- Graze a goat there. Spanish and Angora goats are especially fond of poison ivy.
- Vinegar spray. White vinegar will kill poison ivy, though it might take a few days to notice. Fill your garden sprayer with straight, undiluted white vinegar and take aim at the poison ivy leaves and crowns. Try not to soak the ground, since it will result in inhospitable acidity in the soil. If you want, you can use calcitic lime to neutralize any vinegar in the soil afterwards.
- Salt, water, and natural soap spray. Mix 1 gallon of water with 3 lbs of salt until well dissolved, add 1/4 cup of natural dish soap. Spray poison ivy leaves. This solution could also kill other plants in the area, so take care not to over do it.
- Gin Spray. Mix 1 oz gin, 1 oz apple cider vinegar, 1 tablespoon baby shampoo, 1 quart water. Spray onto leaves and crown during hot part of the day. Should be dead by the next day.
- Burn the roots with boiling water. A good option if you just have a few stubborn plants or vines in flowerbeds or near walkways. Take your tea kettle full of boiling water and slowly drizzle on the very base of the plant. This might take a few applications over a few days, but will eventually do the trick.
- Smother it. Using cardboard (best option) or newspaper, cover the entire area with cardboard, then cover the cardboard with straw, wood chips, or grass clippings to keep the cardboard in place.

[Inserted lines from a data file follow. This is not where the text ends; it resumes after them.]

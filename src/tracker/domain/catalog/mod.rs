//! The tracker aggregate: every entity, both dependency graphs and the
//! display identifier counters of one workspace.
//!
//! A [`Catalog`] is the attached copy a transaction works on. Its mutating
//! methods check every precondition before touching state, so a failed call
//! leaves the catalog as it was; stores additionally discard the working copy
//! of any transaction whose closure fails.

mod cascade;
mod directory;
mod integrity;
mod records;
mod registry;

pub use cascade::{CascadeSummary, Disposal, StatusReassignment};
pub use directory::TeamStats;
pub use integrity::IntegrityViolation;
pub use registry::{StatusCount, StatusRemoval, TypeStats};

use super::{
    EntityRef, Project, ProjectId, ProjectType, ProjectTypeId, Release, ReleaseId, SchemaOwner,
    Task, TaskId, TaskType, TaskTypeId, Team, TeamId, Theme, ThemeId,
};
use crate::config::EngineConfig;
use crate::display_id::domain::{DisplayId, DisplayIdError, IdPrefix, SequenceCounters};
use crate::graph::DependencyGraph;
use crate::schema::domain::TypeSchema;
use crate::tracker::error::{EngineError, EngineResult};
use mockable::Clock;
use std::collections::HashMap;

/// Identities of the protected fallback team and its task type.
///
/// Both are created when a catalog is bootstrapped and can never be deleted.
#[derive(Debug, Clone, Copy, PartialEq, Eq)]
pub struct UnassignedDefaults {
    team_id: TeamId,
    task_type_id: TaskTypeId,
}

impl UnassignedDefaults {
    /// Returns the protected team.
    #[must_use]
    pub const fn team_id(&self) -> TeamId {
        self.team_id
    }

    /// Returns the protected task type.
    #[must_use]
    pub const fn task_type_id(&self) -> TaskTypeId {
        self.task_type_id
    }
}

/// Complete state of one workspace.
#[derive(Debug, Clone)]
pub struct Catalog {
    defaults: UnassignedDefaults,
    id_prefix: IdPrefix,
    sequences: SequenceCounters,
    teams: HashMap<TeamId, Team>,
    task_types: HashMap<TaskTypeId, TaskType>,
    project_types: HashMap<ProjectTypeId, ProjectType>,
    themes: HashMap<ThemeId, Theme>,
    releases: HashMap<ReleaseId, Release>,
    projects: HashMap<ProjectId, Project>,
    tasks: HashMap<TaskId, Task>,
    task_graph: DependencyGraph<TaskId>,
    project_graph: DependencyGraph<ProjectId>,
}

impl Catalog {
    /// Creates a catalog holding only the protected defaults.
    ///
    /// # Errors
    ///
    /// Returns [`EngineError`] when the configured team name, task type name
    /// or workflow is invalid.
    pub fn bootstrap(config: &EngineConfig, clock: &impl Clock) -> EngineResult<Self> {
        let team = Team::new(config.unassigned_team_name.as_str(), clock)?;
        let task_type = TaskType::new(
            team.id(),
            config.default_task_type_name.as_str(),
            config.default_workflow()?,
            clock,
        )?;
        let defaults = UnassignedDefaults {
            team_id: team.id(),
            task_type_id: task_type.id(),
        };

        Ok(Self {
            defaults,
            id_prefix: config.task_id_prefix.clone(),
            sequences: SequenceCounters::new(),
            teams: HashMap::from([(team.id(), team)]),
            task_types: HashMap::from([(task_type.id(), task_type)]),
            project_types: HashMap::new(),
            themes: HashMap::new(),
            releases: HashMap::new(),
            projects: HashMap::new(),
            tasks: HashMap::new(),
            task_graph: DependencyGraph::new(),
            project_graph: DependencyGraph::new(),
        })
    }

    /// Returns the protected defaults.
    #[must_use]
    pub const fn defaults(&self) -> &UnassignedDefaults {
        &self.defaults
    }

    /// Returns the prefix used for new display identifiers.
    #[must_use]
    pub const fn id_prefix(&self) -> &IdPrefix {
        &self.id_prefix
    }

    /// Returns the highest display identifier number issued for `prefix`.
    #[must_use]
    pub fn last_issued(&self, prefix: &IdPrefix) -> u64 {
        self.sequences.last_issued(prefix)
    }

    pub(crate) fn issue_display_id(
        &mut self,
        prefix: &IdPrefix,
    ) -> Result<DisplayId, DisplayIdError> {
        self.sequences.next(prefix)
    }

    /// Returns the team with `id`.
    ///
    /// # Errors
    ///
    /// Returns [`EngineError::NotFound`] when no such team exists.
    pub fn team(&self, id: TeamId) -> EngineResult<&Team> {
        self.teams
            .get(&id)
            .ok_or_else(|| EngineError::NotFound(EntityRef::Team(id)))
    }

    /// Iterates every team.
    pub fn teams(&self) -> impl Iterator<Item = &Team> + '_ {
        self.teams.values()
    }

    /// Returns the task type with `id`.
    ///
    /// # Errors
    ///
    /// Returns [`EngineError::NotFound`] when no such task type exists.
    pub fn task_type(&self, id: TaskTypeId) -> EngineResult<&TaskType> {
        self.task_types
            .get(&id)
            .ok_or_else(|| EngineError::NotFound(EntityRef::TaskType(id)))
    }

    /// Iterates every task type.
    pub fn task_types(&self) -> impl Iterator<Item = &TaskType> + '_ {
        self.task_types.values()
    }

    /// Returns the project type with `id`.
    ///
    /// # Errors
    ///
    /// Returns [`EngineError::NotFound`] when no such project type exists.
    pub fn project_type(&self, id: ProjectTypeId) -> EngineResult<&ProjectType> {
        self.project_types
            .get(&id)
            .ok_or_else(|| EngineError::NotFound(EntityRef::ProjectType(id)))
    }

    /// Iterates every project type.
    pub fn project_types(&self) -> impl Iterator<Item = &ProjectType> + '_ {
        self.project_types.values()
    }

    /// Returns the theme with `id`.
    ///
    /// # Errors
    ///
    /// Returns [`EngineError::NotFound`] when no such theme exists.
    pub fn theme(&self, id: ThemeId) -> EngineResult<&Theme> {
        self.themes
            .get(&id)
            .ok_or_else(|| EngineError::NotFound(EntityRef::Theme(id)))
    }

    /// Iterates every theme.
    pub fn themes(&self) -> impl Iterator<Item = &Theme> + '_ {
        self.themes.values()
    }

    /// Returns the release with `id`.
    ///
    /// # Errors
    ///
    /// Returns [`EngineError::NotFound`] when no such release exists.
    pub fn release(&self, id: ReleaseId) -> EngineResult<&Release> {
        self.releases
            .get(&id)
            .ok_or_else(|| EngineError::NotFound(EntityRef::Release(id)))
    }

    /// Iterates every release.
    pub fn releases(&self) -> impl Iterator<Item = &Release> + '_ {
        self.releases.values()
    }

    /// Returns the project with `id`.
    ///
    /// # Errors
    ///
    /// Returns [`EngineError::NotFound`] when no such project exists.
    pub fn project(&self, id: ProjectId) -> EngineResult<&Project> {
        self.projects
            .get(&id)
            .ok_or_else(|| EngineError::NotFound(EntityRef::Project(id)))
    }

    /// Iterates every project.
    pub fn projects(&self) -> impl Iterator<Item = &Project> + '_ {
        self.projects.values()
    }

    /// Returns the task with `id`.
    ///
    /// # Errors
    ///
    /// Returns [`EngineError::NotFound`] when no such task exists.
    pub fn task(&self, id: TaskId) -> EngineResult<&Task> {
        self.tasks
            .get(&id)
            .ok_or_else(|| EngineError::NotFound(EntityRef::Task(id)))
    }

    /// Returns the task carrying `display_id`.
    ///
    /// # Errors
    ///
    /// Returns [`EngineError::NotFound`] when no task carries it.
    pub fn task_by_display_id(&self, display_id: &DisplayId) -> EngineResult<&Task> {
        self.tasks
            .values()
            .find(|task| task.display_id() == display_id)
            .ok_or_else(|| EngineError::NotFound(EntityRef::TaskDisplayId(display_id.clone())))
    }

    /// Iterates every task.
    pub fn tasks(&self) -> impl Iterator<Item = &Task> + '_ {
        self.tasks.values()
    }

    /// Returns the task dependency graph.
    #[must_use]
    pub const fn task_graph(&self) -> &DependencyGraph<TaskId> {
        &self.task_graph
    }

    /// Returns the project dependency graph.
    #[must_use]
    pub const fn project_graph(&self) -> &DependencyGraph<ProjectId> {
        &self.project_graph
    }

    /// Returns the current workflow and field schema of `owner`.
    ///
    /// # Errors
    ///
    /// Returns [`EngineError::NotFound`] when the type does not exist.
    pub fn schema(&self, owner: SchemaOwner) -> EngineResult<&TypeSchema> {
        match owner {
            SchemaOwner::TaskType(id) => self.task_type(id).map(TaskType::schema),
            SchemaOwner::ProjectType(id) => self.project_type(id).map(ProjectType::schema),
        }
    }

    /// Counts the tasks or projects of `owner` whose status is `status`.
    #[must_use]
    pub fn status_usage(&self, owner: SchemaOwner, status: &str) -> usize {
        match owner {
            SchemaOwner::TaskType(id) => self
                .tasks
                .values()
                .filter(|task| task.task_type_id() == id && task.status() == status)
                .count(),
            SchemaOwner::ProjectType(id) => self
                .projects
                .values()
                .filter(|project| project.project_type_id() == id && project.status() == status)
                .count(),
        }
    }

    /// Runs `edit` on the schema of `owner` and stamps the owning type.
    fn edit_schema<T>(
        &mut self,
        owner: SchemaOwner,
        clock: &impl Clock,
        edit: impl FnOnce(&mut TypeSchema) -> EngineResult<T>,
    ) -> EngineResult<T> {
        match owner {
            SchemaOwner::TaskType(id) => {
                let task_type = self
                    .task_types
                    .get_mut(&id)
                    .ok_or_else(|| EngineError::NotFound(EntityRef::TaskType(id)))?;
                let value = edit(task_type.schema_mut())?;
                task_type.touch(clock);
                Ok(value)
            }
            SchemaOwner::ProjectType(id) => {
                let project_type = self
                    .project_types
                    .get_mut(&id)
                    .ok_or_else(|| EngineError::NotFound(EntityRef::ProjectType(id)))?;
                let value = edit(project_type.schema_mut())?;
                project_type.touch(clock);
                Ok(value)
            }
        }
    }

    /// Task identifiers matching `predicate`, ordered by display identifier.
    fn task_ids_where(&self, predicate: impl Fn(&Task) -> bool) -> Vec<TaskId> {
        let mut matching: Vec<&Task> = self.tasks.values().filter(|task| predicate(task)).collect();
        matching.sort_by_key(|task| task.display_id().sequence());
        matching.into_iter().map(Task::id).collect()
    }

    /// Project identifiers matching `predicate`, ordered by creation time.
    fn project_ids_where(&self, predicate: impl Fn(&Project) -> bool) -> Vec<ProjectId> {
        let mut matching: Vec<&Project> = self
            .projects
            .values()
            .filter(|project| predicate(project))
            .collect();
        matching.sort_by_key(|project| (project.created_at(), project.id()));
        matching.into_iter().map(Project::id).collect()
    }
}
// ABOUTME: State transition methods for blue-green deployment orchestration.
// ABOUTME: Each method consumes self and returns the next state on success.

use std::time::Duration;

use crate::platform::{Health, PlatformClient, PlatformError, SwapEnvironmentCnamesRequest};
use crate::poll::{Goal, PollOptions, wait_for_state};
use crate::types::PhysicalName;

use super::Deployment;
use super::cleanup::{CleanupIntent, CleanupQueue, CleanupReason};
use super::error::DeployError;
use super::state::{
    Completed, CutOver, HealthChecked, Initialized, Launched, Provisioned, Replacing, Staged,
};

/// Result type for transitions that may need rollback on failure.
pub type TransitionResult<T, S> = Result<Deployment<T>, (Deployment<S>, DeployError)>;

/// What a finished deployment changed.
#[derive(Debug, Clone, PartialEq, Eq)]
pub enum DeployOutcome {
    /// First deploy into an empty slot; no swap happened.
    Created { environment: PhysicalName },
    /// Traffic moved from `previous` to `current`; `previous` is queued for termination.
    Swapped {
        previous: PhysicalName,
        current: PhysicalName,
    },
}

impl DeployOutcome {
    /// The environment serving traffic after the deploy.
    pub fn current(&self) -> &PhysicalName {
        match self {
            DeployOutcome::Created { environment } => environment,
            DeployOutcome::Swapped { current, .. } => current,
        }
    }
}

// =============================================================================
// Internal Helpers
// =============================================================================

impl<S> Deployment<S> {
    /// Internal helper to transition to a new state.
    fn transition<T>(self, state: T) -> Deployment<T> {
        Deployment {
            application: self.application,
            slot: self.slot,
            version: self.version,
            options: self.options,
            state,
        }
    }
}

impl<S> Deployment<S> {
    /// Create a new physical environment bound to the version.
    async fn launch<P>(&self, platform: &P, claim_alias: bool) -> Result<PhysicalName, DeployError>
    where
        P: PlatformClient + ?Sized,
    {
        let environment = self.slot.generate_physical();
        let request = self.options.create_request(
            &self.application,
            environment.clone(),
            Some(self.version.clone()),
            claim_alias,
        );

        tracing::info!(
            application = %self.application,
            environment = %environment,
            version = %self.version,
            "creating environment"
        );
        platform
            .create_environment(&request)
            .await
            .map_err(|source| DeployError::Provision {
                environment: environment.clone(),
                source,
            })?;
        Ok(environment)
    }
}

impl<S: Launched> Deployment<S> {
    /// Give up on the new environment: queue its termination.
    ///
    /// Returns the name of the abandoned environment.
    pub fn abandon(self, cleanup: &CleanupQueue) -> PhysicalName {
        let abandoned = self.state.environment().clone();
        cleanup.enqueue(CleanupIntent::new(
            self.application,
            abandoned.clone(),
            CleanupReason::Abandoned,
        ));
        abandoned
    }
}

// =============================================================================
// Initialized -> Provisioned -> Completed
// =============================================================================

impl Deployment<Initialized> {
    /// Create the slot's first environment, claiming the CNAME prefix.
    ///
    /// # Errors
    ///
    /// Returns `DeployError::Provision` if the platform rejects the request.
    /// Nothing was created in that case.
    #[must_use = "deployment state must be used"]
    pub async fn provision<P>(self, platform: &P) -> Result<Deployment<Provisioned>, DeployError>
    where
        P: PlatformClient + ?Sized,
    {
        let environment = self.launch(platform, true).await?;
        Ok(self.transition(Provisioned { environment }))
    }
}

impl Deployment<Provisioned> {
    /// Accept the first environment as is; it was created holding the alias.
    pub fn adopt(self) -> Deployment<Completed> {
        let environment = self.state.environment.clone();
        self.transition(Completed {
            environment,
            previous: None,
        })
    }
}

// =============================================================================
// Replacing -> Staged -> HealthChecked
// =============================================================================

impl Deployment<Replacing> {
    /// Create a sibling of the live environment. It launches without the
    /// CNAME prefix and only gets the alias through a swap.
    ///
    /// # Errors
    ///
    /// Returns `DeployError::Provision` if the platform rejects the request.
    /// Nothing was created in that case.
    #[must_use = "deployment state must be used"]
    pub async fn provision<P>(self, platform: &P) -> Result<Deployment<Staged>, DeployError>
    where
        P: PlatformClient + ?Sized,
    {
        let environment = self.launch(platform, false).await?;
        let old = self.state.old.clone();
        Ok(self.transition(Staged { environment, old }))
    }
}

impl Deployment<Staged> {
    /// Wait for the sibling to report Green health.
    ///
    /// # Errors
    ///
    /// Returns `(self, error)` on failure to allow abandoning the environment.
    #[must_use = "deployment state must be used"]
    pub async fn health_check<P>(
        self,
        platform: &P,
        options: &PollOptions,
    ) -> TransitionResult<HealthChecked, Staged>
    where
        P: PlatformClient + ?Sized,
    {
        let environment = self.state.environment.clone();
        match wait_for_state(
            platform,
            &self.application,
            &environment,
            Goal::Health(Health::Green),
            options,
        )
        .await
        {
            Ok(_) => {
                tracing::info!(environment = %environment, "new environment is healthy");
                let old = self.state.old.clone();
                Ok(self.transition(HealthChecked { environment, old }))
            }
            Err(source) => Err((
                self,
                DeployError::HealthCheck {
                    environment,
                    source,
                },
            )),
        }
    }
}

// =============================================================================
// HealthChecked -> CutOver
// =============================================================================

impl Deployment<HealthChecked> {
    /// Move the alias to the new environment with one swap call.
    ///
    /// # Errors
    ///
    /// Returns `(self, error)` on failure; the alias did not move.
    #[must_use = "deployment state must be used"]
    pub async fn swap<P>(self, platform: &P) -> TransitionResult<CutOver, HealthChecked>
    where
        P: PlatformClient + ?Sized,
    {
        let environment = self.state.environment.clone();
        let old = self.state.old.clone();

        let request = SwapEnvironmentCnamesRequest {
            source_environment_name: old.clone(),
            destination_environment_name: environment.clone(),
        };
        tracing::info!(old = %old, new = %environment, "swapping CNAMEs");

        match platform.swap_environment_cnames(&request).await {
            Ok(()) => Ok(self.transition(CutOver { environment, old })),
            Err(source) => Err((
                self,
                DeployError::Swap {
                    old,
                    new: environment,
                    source,
                },
            )),
        }
    }
}

// =============================================================================
// CutOver -> Completed
// =============================================================================

impl Deployment<CutOver> {
    /// Re-query the new environment once, bounded by `timeout`. It must
    /// still be Green while serving traffic.
    ///
    /// # Errors
    ///
    /// Returns `(self, error)` on failure so the swap can be reverted.
    #[must_use = "deployment state must be used"]
    pub async fn verify<P>(self, platform: &P, timeout: Duration) -> TransitionResult<Completed, CutOver>
    where
        P: PlatformClient + ?Sized,
    {
        let environment = self.state.environment.clone();
        let described = tokio::time::timeout(
            timeout,
            platform.describe_environment(&self.application, &environment),
        )
        .await;

        let failure = match described {
            Ok(Ok(Some(env))) if env.health == Health::Green && !env.status.is_gone() => {
                let previous = Some(self.state.old.clone());
                return Ok(self.transition(Completed {
                    environment,
                    previous,
                }));
            }
            Ok(Ok(Some(env))) if env.status.is_gone() => DeployError::Vanished {
                environment: environment.clone(),
            },
            Ok(Ok(Some(env))) => DeployError::Degraded {
                environment: environment.clone(),
                health: env.health,
            },
            Ok(Ok(None)) => DeployError::Vanished {
                environment: environment.clone(),
            },
            Ok(Err(source)) => DeployError::Verify {
                environment: environment.clone(),
                source,
            },
            Err(_) => DeployError::VerifyTimeout {
                environment: environment.clone(),
                waited: timeout,
            },
        };

        tracing::warn!(environment = %environment, "post-swap verification failed: {failure}");
        Err((self, failure))
    }

    /// Swap the alias back to the old environment.
    ///
    /// # Errors
    ///
    /// Returns `(self, error)` if the swap back fails; the new environment
    /// still holds the alias.
    #[must_use = "deployment state must be used"]
    pub async fn revert<P>(
        self,
        platform: &P,
    ) -> Result<Deployment<HealthChecked>, (Deployment<CutOver>, PlatformError)>
    where
        P: PlatformClient + ?Sized,
    {
        let environment = self.state.environment.clone();
        let old = self.state.old.clone();

        let request = SwapEnvironmentCnamesRequest {
            source_environment_name: environment.clone(),
            destination_environment_name: old.clone(),
        };
        tracing::warn!(old = %old, new = %environment, "swapping CNAMEs back");

        match platform.swap_environment_cnames(&request).await {
            Ok(()) => Ok(self.transition(HealthChecked { environment, old })),
            Err(e) => Err((self, e)),
        }
    }
}

// =============================================================================
// Completed - Terminal State
// =============================================================================

impl Deployment<Completed> {
    /// Queue termination of the old environment and report the outcome.
    pub fn finish(self, cleanup: &CleanupQueue) -> DeployOutcome {
        let current = self.state.environment;
        match self.state.previous {
            Some(previous) => {
                cleanup.enqueue(CleanupIntent::new(
                    self.application,
                    previous.clone(),
                    CleanupReason::Superseded,
                ));
                DeployOutcome::Swapped { previous, current }
            }
            None => DeployOutcome::Created {
                environment: current,
            },
        }
    }
}
// ABOUTME: Lifecycle notifications published by a logical environment.
// ABOUTME: Delivered over a tokio broadcast channel to any number of subscribers.

use crate::deploy::{CleanupReason, DeployOutcome};
use crate::types::{PhysicalName, VersionLabel};

/// Buffered events per subscriber before the oldest are dropped.
pub(crate) const EVENT_CAPACITY: usize = 64;

#[derive(Debug, Clone, PartialEq, Eq)]
pub enum EnvironmentEvent {
    /// A created or updated physical environment reached `Ready`.
    Ready { environment: PhysicalName },
    /// A deploy finished and `outcome.current()` serves traffic.
    Deployed {
        version: VersionLabel,
        outcome: DeployOutcome,
    },
    /// A deploy failed and traffic stayed on `live`.
    RolledBack {
        live: PhysicalName,
        abandoned: PhysicalName,
    },
    /// Termination of a physical environment was queued.
    CleanupQueued {
        environment: PhysicalName,
        reason: CleanupReason,
    },
}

- Pull it out. The fastest and most effective (and most dangerous) way to get rid of it is by pulling, or chopping it out with a maddock. Make sure if you chop it out that you get down about 8 inches and pull the vines and all the roots out too. Fifteen percent of people are not allergic to poison ivy. So unless you are one of the lucky few, wear gloves and wash thoroughly afterward!